|With two weeks to go
until Archon 22 (1998), I could see that I wasn't going to get
The Mask done -- no way, no how.
Of course, I was disappointed that I wasn't going to have anything to go
on stage with. But then, inspiration hit.
Back in the early '80s, when I first started going to Archon, there were some people who used to enter the Masquerade who made some amazingly clever stuff, usually out of items at hand -- usually put together just days or hours before the show. They used to be collectively known as "The Firehouse Gang". And they often won Best In Show with these things. (A couple of this crew are now special effects artists in Hollywood.) I'd always envied their imagination and ability to improvise. So, I got the notion to attempt to challenge myself and see if I could knock together something in the time I had remaining before the convention.
Having spent a lot of money on essentially one-shot, stage-only costumes in the past, the first thing I determined wass that this would have to be cheap. I eventually put together "The Clam" (above left) out of a few things I'd picked up from estate sales for a few bucks, plus some items we had in the basement. They were: sheets of packing foam, a large paper japanese lantern, an old hoop skirt foundation, fake fur remnants, a couple of nerf-like balls, foam waterpipe insulation and some nylon thread. With just hours to go before competition, the critter was complete. It had cost me about $20 to build, all told.
"There's Life on Planet Framjazz" didn't win anything, but I was pretty pleased with the results. The fact that I'd managed to throw something together in a relatively short time gave me a pretty good amount of satisfaction. The costume did win a prize at a restaurant Halloween contest later, so it did eventually pay for itself -- sort of.
A year or two later, I was in a similar bind. My original project was supposed to involve two other people, and we could see that it wasn't going to get done in time for the Gateway media convention in 1999. Once again, I thought I'd challenge myself -- this time with only a week to go. I still had a disinclination to spend any money on whatever I came up with, so I attempted to build a critter almost completely out of stuff we had in the house.

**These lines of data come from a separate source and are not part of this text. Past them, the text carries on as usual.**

//! Parameterized artifact descriptors.
//!
//! An artifact is identified by its template text and the placeholder
//! bindings that resolve it. Artifacts carry no behavior beyond identity and
//! type; reading and writing them is the business of the stage programs.

use crate::errors::ConfigurationError;
use regex::Regex;
use serde::{Deserialize, Serialize};
use std::collections::BTreeMap;
use std::fmt;
use std::path::{Path, PathBuf};
use std::sync::LazyLock;

/// Placeholder names a template may use, one per scope dimension.
pub const PLACEHOLDERS: [&str; 3] = ["name", "tag", "group"];

static PLACEHOLDER_PATTERN: LazyLock<Regex> = LazyLock::new(|| {
    #[allow(clippy::expect_used)]
    Regex::new(r"\{([A-Za-z_][A-Za-z0-9_]*)\}").expect("placeholder pattern is valid")
});

/// Concrete placeholder values, ordered by placeholder name.
#[derive(Debug, Clone, Default, PartialEq, Eq, PartialOrd, Ord, Hash, Serialize, Deserialize)]
#[serde(transparent)]
pub struct Bindings(BTreeMap<String, String>);

impl Bindings {
    /// Creates empty bindings.
    #[must_use]
    pub fn new() -> Self {
        Self::default()
    }

    /// Adds a binding.
    #[must_use]
    pub fn with(mut self, placeholder: impl Into<String>, value: impl Into<String>) -> Self {
        self.insert(placeholder, value);
        self
    }

    /// Inserts a binding, replacing any previous value.
    pub fn insert(&mut self, placeholder: impl Into<String>, value: impl Into<String>) {
        self.0.insert(placeholder.into(), value.into());
    }

    /// Returns the value bound to a placeholder.
    #[must_use]
    pub fn get(&self, placeholder: &str) -> Option<&str> {
        self.0.get(placeholder).map(String::as_str)
    }

    /// Returns true if the placeholder is bound.
    #[must_use]
    pub fn contains(&self, placeholder: &str) -> bool {
        self.0.contains_key(placeholder)
    }

    /// Iterates bindings in placeholder order.
    pub fn iter(&self) -> impl Iterator<Item = (&str, &str)> {
        self.0.iter().map(|(k, v)| (k.as_str(), v.as_str()))
    }

    /// Returns the number of bindings.
    #[must_use]
    pub fn len(&self) -> usize {
        self.0.len()
    }

    /// Returns true if nothing is bound.
    #[must_use]
    pub fn is_empty(&self) -> bool {
        self.0.is_empty()
    }

    /// Keeps only the given placeholders.
    #[must_use]
    pub fn project(&self, placeholders: &[String]) -> Self {
        Self(
            self.0
                .iter()
                .filter(|(k, _)| placeholders.contains(k))
                .map(|(k, v)| (k.clone(), v.clone()))
                .collect(),
        )
    }
}

impl fmt::Display for Bindings {
    fn fmt(&self, f: &mut fmt::Formatter<'_>) -> fmt::Result {
        let parts: Vec<String> = self.0.iter().map(|(k, v)| format!("{k}={v}")).collect();
        write!(f, "{}", parts.join(","))
    }
}

impl<K: Into<String>, V: Into<String>> FromIterator<(K, V)> for Bindings {
    fn from_iter<I: IntoIterator<Item = (K, V)>>(iter: I) -> Self {
        Self(iter.into_iter().map(|(k, v)| (k.into(), v.into())).collect())
    }
}

/// A path template such as `resampled/{name}.p`.
#[derive(Debug, Clone, PartialEq, Eq, Hash, Serialize, Deserialize)]
#[serde(try_from = "String", into = "String")]
pub struct ArtifactTemplate {
    raw: String,
    placeholders: Vec<String>,
}

impl ArtifactTemplate {
    /// Parses a template, checking that every placeholder is a scope parameter.
    ///
    /// # Errors
    ///
    /// Returns [`ConfigurationError::UnknownPlaceholder`] for placeholders
    /// other than `name`, `tag` and `group`.
    pub fn parse(raw: impl Into<String>) -> Result<Self, ConfigurationError> {
        let raw = raw.into();
        let mut placeholders: Vec<String> = Vec::new();
        for capture in PLACEHOLDER_PATTERN.captures_iter(&raw) {
            let placeholder = capture[1].to_string();
            if !PLACEHOLDERS.contains(&placeholder.as_str()) {
                return Err(ConfigurationError::UnknownPlaceholder {
                    template: raw.clone(),
                    placeholder,
                });
            }
            if !placeholders.contains(&placeholder) {
                placeholders.push(placeholder);
            }
        }
        Ok(Self { raw, placeholders })
    }

    /// Returns the template text.
    #[must_use]
    pub fn as_str(&self) -> &str {
        &self.raw
    }

    /// Returns placeholders in order of first appearance.
    #[must_use]
    pub fn placeholders(&self) -> &[String] {
        &self.placeholders
    }

    /// Substitutes bindings into the template.
    ///
    /// # Errors
    ///
    /// Returns [`ConfigurationError::UnboundPlaceholder`] if a placeholder has
    /// no binding.
    pub fn render(&self, bindings: &Bindings) -> Result<String, ConfigurationError> {
        let mut out = self.raw.clone();
        for placeholder in &self.placeholders {
            let value = bindings.get(placeholder).ok_or_else(|| {
                ConfigurationError::UnboundPlaceholder {
                    template: self.raw.clone(),
                    placeholder: placeholder.clone(),
                }
            })?;
            out = out.replace(&format!("{{{placeholder}}}"), value);
        }
        Ok(out)
    }

    /// Recovers bindings from a concrete relative path, if it fits the template.
    ///
    /// Placeholder values never span a `/`.
    #[must_use]
    pub fn match_path(&self, relative: &str) -> Option<Bindings> {
        let mut pattern = String::from("^");
        let mut last = 0;
        let mut seen: Vec<&str> = Vec::new();
        for capture in PLACEHOLDER_PATTERN.captures_iter(&self.raw) {
            let whole = capture.get(0)?;
            pattern.push_str(&regex::escape(&self.raw[last..whole.start()]));
            let name = capture.get(1)?.as_str();
            if seen.contains(&name) {
                pattern.push_str(&format!("(?P<{name}_{}>[^/]+)", seen.len()));
            } else {
                pattern.push_str(&format!("(?P<{name}>[^/]+)"));
            }
            seen.push(name);
            last = whole.end();
        }
        pattern.push_str(&regex::escape(&self.raw[last..]));
        pattern.push('$');

        let regex = Regex::new(&pattern).ok()?;
        let captures = regex.captures(relative)?;
        let mut bindings = Bindings::new();
        for placeholder in &self.placeholders {
            bindings.insert(placeholder.as_str(), captures.name(placeholder)?.as_str());
        }
        // Repeated placeholders must agree with the first occurrence.
        if self.render(&bindings).ok()? != relative {
            return None;
        }
        Some(bindings)
    }

    /// The leading path segments that contain no placeholder.
    #[must_use]
    pub fn static_prefix(&self) -> PathBuf {
        let mut prefix = PathBuf::new();
        let mut segments = self.raw.split('/').peekable();
        while let Some(segment) = segments.next() {
            if segments.peek().is_none() || segment.contains('{') {
                break;
            }
            prefix.push(segment);
        }
        prefix
    }
}

impl TryFrom<String> for ArtifactTemplate {
    type Error = ConfigurationError;

    fn try_from(value: String) -> Result<Self, Self::Error> {
        Self::parse(value)
    }
}

impl From<ArtifactTemplate> for String {
    fn from(value: ArtifactTemplate) -> Self {
        value.raw
    }
}

impl fmt::Display for ArtifactTemplate {
    fn fmt(&self, f: &mut fmt::Formatter<'_>) -> fmt::Result {
        f.write_str(&self.raw)
    }
}

/// A concrete, resolved artifact.
#[derive(Debug, Clone, PartialEq, Eq, PartialOrd, Ord, Hash, Serialize, Deserialize)]
pub struct Artifact {
    /// Semantic type tag (e.g. "spectrum").
    #[serde(rename = "type")]
    pub artifact_type: String,
    /// Template text the artifact was resolved from.
    pub template: String,
    /// Bindings for exactly the placeholders the template uses.
    pub bindings: Bindings,
    /// Rendered relative path.
    pub relative_path: String,
}

impl Artifact {
    /// Returns the identity key: the resolved (template, bindings) pair.
    #[must_use]
    pub fn key(&self) -> ArtifactKey {
        ArtifactKey {
            template: self.template.clone(),
            bindings: self.bindings.clone(),
        }
    }

    /// Returns the file path under a data root.
    #[must_use]
    pub fn path(&self, root: &Path) -> PathBuf {
        root.join(&self.relative_path)
    }
}

impl fmt::Display for Artifact {
    fn fmt(&self, f: &mut fmt::Formatter<'_>) -> fmt::Result {
        f.write_str(&self.relative_path)
    }
}

/// Identity of an artifact, independent of its type tag.
#[derive(Debug, Clone, PartialEq, Eq, PartialOrd, Ord, Hash)]
pub struct ArtifactKey {
    /// Template text.
    pub template: String,
    /// Projected bindings.
    pub bindings: Bindings,
}

/// Resolves a template against bindings.
///
/// Bindings for placeholders the template does not use are dropped, so an
/// artifact's identity only depends on what its path actually varies over.
///
/// # Errors
///
/// Returns [`ConfigurationError::UnboundPlaceholder`] if a placeholder in the
/// template has no binding.
pub fn resolve(
    artifact_type: &str,
    template: &ArtifactTemplate,
    bindings: &Bindings,
) -> Result<Artifact, ConfigurationError> {
    let relative_path = template.render(bindings)?;
    Ok(Artifact {
        artifact_type: artifact_type.to_string(),
        template: template.as_str().to_string(),
        bindings: bindings.project(template.placeholders()),
        relative_path,
    })
}

/// Returns true if both artifacts resolve the same (template, bindings) pair.
#[must_use]
pub fn same_artifact(a: &Artifact, b: &Artifact) -> bool {
    a.template == b.template && a.bindings == b.bindings
}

Step one was to look and see what was available on-hand. From there, I'd determine what I could make using the materials I collected.
||Step two was to design the creature. I wanted it to look non-humanoid. So I experimented with various poses to see how practical they were to build around and how comfortable they might be to hold. From there, I just started sketching. The materials I wound up using were: another paper Japanese lantern, a cat litter bucket, a cardboard tube, some fabric, a couple of styrofoam balls (formerly little snowmen crafts), several feet of outdoor drainage pipe and some paint. To cover up gaps and to disguise some of the materials, I also used some leftover pipe insulation and the costumer's friend -- duct tape. I cut the hose in half and started bolting pieces together. Once the lower half was done, I covered the lantern with an odd-looking fabric we had in the basement.|
|The idea was sort of a hovercraft kind of creature. Strapped to the top of my head with a loop of duct tape, the head poked out through the top of the lantern. There was a sort of disguised "view-port" cut in the front of the lantern and the fabric so I could have limited vision in front of me. To finish it off, I wore swimming flippers on my feet, and some quickly sewn-together "pseudo-pods" on my arms that poked out on the sides, between the lantern and the lower half. By crouching very low to the ground, the creature would be completely alien-looking.|
||After struggling with ideas for
a presentation, I thought to drag in The Clam, since it had not won any
awards (thus violating no ethics about competing at a smaller venue,
etc.). To pull this off, I needed to enlist the help of one of our Guild
members, Jack Below (who'd neither been on stage before, or competed).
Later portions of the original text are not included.